▼▼▼

use crate::data::export::{export_csv, resolve_export_path};
use crate::data::filter::{preview_selection, AnalysisFilter, Choice, Predicate};
use crate::data::model::{Column, Dataset, ImportExport};
use crate::view::{render, Page, RenderPlan, ViewContext};

// ---------------------------------------------------------------------------
// Session state
// ---------------------------------------------------------------------------

/// What the user has selected. A plain value: every interaction produces a
/// new one, and the render plan is rebuilt from it.
#[derive(Debug, Clone, PartialEq, Eq, Default)]
pub struct SessionState {
    pub page: Page,
    /// Filters of the preview page.
    pub preview: Predicate,
    /// Filters of the analysis page.
    pub analysis: AnalysisFilter,
}

impl SessionState {
    pub fn with_page(&self, page: Page) -> Self {
        SessionState {
            page,
            ..self.clone()
        }
    }

    /// Add the country to the preview filter, or remove it if present.
    pub fn with_country_toggled(&self, country: &str) -> Self {
        let mut next = self.clone();
        if !next.preview.countries.remove(country) {
            next.preview.countries.insert(country.to_string());
        }
        next
    }

    pub fn with_countries_cleared(&self) -> Self {
        let mut next = self.clone();
        next.preview.countries.clear();
        next
    }

    pub fn with_product(&self, product: Choice<String>) -> Self {
        let mut next = self.clone();
        next.preview.product = product;
        next
    }

    pub fn with_preview_direction(&self, direction: Choice<ImportExport>) -> Self {
        let mut next = self.clone();
        next.preview.import_export = direction;
        next
    }

    pub fn with_analysis(&self, analysis: AnalysisFilter) -> Self {
        SessionState {
            analysis,
            ..self.clone()
        }
    }
}

// ---------------------------------------------------------------------------
// Application state
// ---------------------------------------------------------------------------

/// Values offered by the filter widgets, in order of first appearance.
#[derive(Debug, Clone, PartialEq, Eq)]
pub struct FilterOptions {
    pub countries: Vec<String>,
    pub products: Vec<String>,
}

impl FilterOptions {
    pub fn from_dataset(dataset: &Dataset) -> Self {
        FilterOptions {
            countries: dataset.distinct(Column::Country),
            products: dataset.distinct(Column::Product),
        }
    }
}

/// Outcome of the last user action, shown in the top bar.
#[derive(Debug, Clone, PartialEq, Eq)]
pub enum Status {
    Info(String),
    Error(String),
}

/// The full UI state, independent of rendering.
pub struct AppState {
    /// The session sample. Never modified after startup.
    pub dataset: Dataset,

    pub options: FilterOptions,

    pub session: SessionState,

    /// Plan for `session`, rebuilt whenever it changes.
    pub plan: RenderPlan,

    pub context: ViewContext,

    pub status: Option<Status>,
}

impl AppState {
    pub fn new(dataset: Dataset, context: ViewContext) -> Self {
        let session = SessionState::default();
        let plan = render(&session, &dataset, &context);
        AppState {
            options: FilterOptions::from_dataset(&dataset),
            dataset,
            session,
            plan,
            context,
            status: None,
        }
    }

    /// Replace the session and rebuild the plan if anything changed.
    pub fn apply(&mut self, next: SessionState) {
        if next == self.session {
            return;
        }
        self.session = next;
        self.plan = render(&self.session, &self.dataset, &self.context);
        log::debug!(
            "Rebuilt {:?} plan with {} blocks",
            self.plan.page,
            self.plan.blocks.len()
        );
    }

    /// Write the preview selection to the configured export path.
    ///
    /// Failure is reported through `status`; the plan is left as it was.
    pub fn export_selection(&mut self) {
        let selection = preview_selection(&self.dataset, &self.session.preview);
        let path = resolve_export_path(&self.context.export_path);
        self.status = Some(match export_csv(&self.dataset, &selection.indices, &path) {
            Ok(rows) => Status::Info(format!(
                "Filtered data saved as '{}' ({rows} rows)",
                path.display()
            )),
            Err(e) => {
                log::warn!("Export failed: {e}");
                Status::Error(format!("Error: {e}"))
            }
        });
    }
}
use std::path::PathBuf;

use thiserror::Error;

use crate::data::model::Column;

// ---------------------------------------------------------------------------
// Error taxonomy
// ---------------------------------------------------------------------------

/// Errors surfaced by the dashboard core.
///
/// `DataLoad` and `InsufficientData` are fatal at startup. `EmptySet` and
/// `Export` are in-session errors: they are reported as a notice and leave the
/// current render state untouched.
#[derive(Debug, Error)]
pub enum DashboardError {
    /// The source file is missing, unreadable, or does not match the schema.
    #[error("failed to load {}: {reason}", path.display())]
    DataLoad { path: PathBuf, reason: String },

    /// The requested sample is larger than the source file.
    #[error("cannot sample {requested} rows from a source of {available} rows")]
    InsufficientData { requested: usize, available: usize },

    /// An aggregation that needs at least one row was given none.
    #[error("cannot compute {operation} of {column} over an empty set")]
    EmptySet {
        operation: &'static str,
        column: Column,
    },

    /// Writing the filtered subset failed.
    #[error("failed to export to {}: {source}", path.display())]
    Export {
        path: PathBuf,
        #[source]
        source: csv::Error,
    },
}

pub type Result<T, E = DashboardError> = std::result::Result<T, E>;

▲▲▲

● Activity
I would like you to output every record exactly as written.

● Solution to the exercise
use crate::data::export::{export_csv, resolve_export_path};
use crate::data::filter::{preview_selection, AnalysisFilter, Choice, Predicate};
use crate::data::model::{Column, Dataset, ImportExport};
use crate::view::{render, Page, RenderPlan, ViewContext};

// ---------------------------------------------------------------------------
// Session state
// ---------------------------------------------------------------------------

/// What the user has selected. A plain value: every interaction produces a
/// new one, and the render plan is rebuilt from it.
#[derive(Debug, Clone, PartialEq, Eq, Default)]
pub struct SessionState {
    pub page: Page,
    /// Filters of the preview page.
    pub preview: Predicate,
    /// Filters of the analysis page.
    pub analysis: AnalysisFilter,
}

impl SessionState {
    pub fn with_page(&self, page: Page) -> Self {
        SessionState {
            page,
            ..self.clone()
        }
    }

    /// Add the country to the preview filter, or remove it if present.
    pub fn with_country_toggled(&self, country: &str) -> Self {
        let mut next = self.clone();
        if !next.preview.countries.remove(country) {
            next.preview.countries.insert(country.to_string());
        }
        next
    }

    pub fn with_countries_cleared(&self) -> Self {
        let mut next = self.clone();
        next.preview.countries.clear();
        next
    }

    pub fn with_product(&self, product: Choice<String>) -> Self {
        let mut next = self.clone();
        next.preview.product = product;
        next
    }

    pub fn with_preview_direction(&self, direction: Choice<ImportExport>) -> Self {
        let mut next = self.clone();
        next.preview.import_export = direction;
        next
    }

    pub fn with_analysis(&self, analysis: AnalysisFilter) -> Self {
        SessionState {
            analysis,
            ..self.clone()
        }
    }
}

// ---------------------------------------------------------------------------
// Application state
// ---------------------------------------------------------------------------

/// Values offered by the filter widgets, in order of first appearance.
#[derive(Debug, Clone, PartialEq, Eq)]
pub struct FilterOptions {
    pub countries: Vec<String>,
    pub products: Vec<String>,
}

impl FilterOptions {
    pub fn from_dataset(dataset: &Dataset) -> Self {
        FilterOptions {
            countries: dataset.distinct(Column::Country),
            products: dataset.distinct(Column::Product),
        }
    }
}

/// Outcome of the last user action, shown in the top bar.
#[derive(Debug, Clone, PartialEq, Eq)]
pub enum Status {
    Info(String),
    Error(String),
}

/// The full UI state, independent of rendering.
pub struct AppState {
    /// The session sample. Never modified after startup.
    pub dataset: Dataset,

    pub options: FilterOptions,

    pub session: SessionState,

    /// Plan for `session`, rebuilt whenever it changes.
    pub plan: RenderPlan,

    pub context: ViewContext,

    pub status: Option<Status>,
}

impl AppState {
    pub fn new(dataset: Dataset, context: ViewContext) -> Self {
        let session = SessionState::default();
        let plan = render(&session, &dataset, &context);
        AppState {
            options: FilterOptions::from_dataset(&dataset),
            dataset,
            session,
            plan,
            context,
            status: None,
        }
    }

    /// Replace the session and rebuild the plan if anything changed.
    pub fn apply(&mut self, next: SessionState) {
        if next == self.session {
            return;
        }
        self.session = next;
        self.plan = render(&self.session, &self.dataset, &self.context);
        log::debug!(
            "Rebuilt {:?} plan with {} blocks",
            self.plan.page,
            self.plan.blocks.len()
        );
    }

    /// Write the preview selection to the configured export path.
    ///
    /// Failure is reported through `status`; the plan is left as it was.
    pub fn export_selection(&mut self) {
        let selection = preview_selection(&self.dataset, &self.session.preview);
        let path = resolve_export_path(&self.context.export_path);
        self.status = Some(match export_csv(&self.dataset, &selection.indices, &path) {
            Ok(rows) => Status::Info(format!(
                "Filtered data saved as '{}' ({rows} rows)",
                path.display()
            )),
            Err(e) => {
                log::warn!("Export failed: {e}");
                Status::Error(format!("Error: {e}"))
            }
        });
    }
}
use std::path::PathBuf;

use thiserror::Error;

use crate::data::model::Column;

// ---------------------------------------------------------------------------
// Error taxonomy
// ---------------------------------------------------------------------------

/// Errors surfaced by the dashboard core.
///
/// `DataLoad` and `InsufficientData` are fatal at startup. `EmptySet` and
/// `Export` are in-session errors: they are reported as a notice and leave the
/// current render state untouched.
#[derive(Debug, Error)]
pub enum DashboardError {
    /// The source file is missing, unreadable, or does not match the schema.
    #[error("failed to load {}: {reason}", path.display())]
    DataLoad { path: PathBuf, reason: String },

    /// The requested sample is larger than the source file.
    #[error("cannot sample {requested} rows from a source of {available} rows")]
    InsufficientData { requested: usize, available: usize },

    /// An aggregation that needs at least one row was given none.
    #[error("cannot compute {operation} of {column} over an empty set")]
    EmptySet {
        operation: &'static str,
        column: Column,
    },

    /// Writing the filtered subset failed.
    #[error("failed to export to {}: {source}", path.display())]
    Export {
        path: PathBuf,
        #[source]
        source: csv::Error,
    },
}

pub type Result<T, E = DashboardError> = std::result::Result<T, E>;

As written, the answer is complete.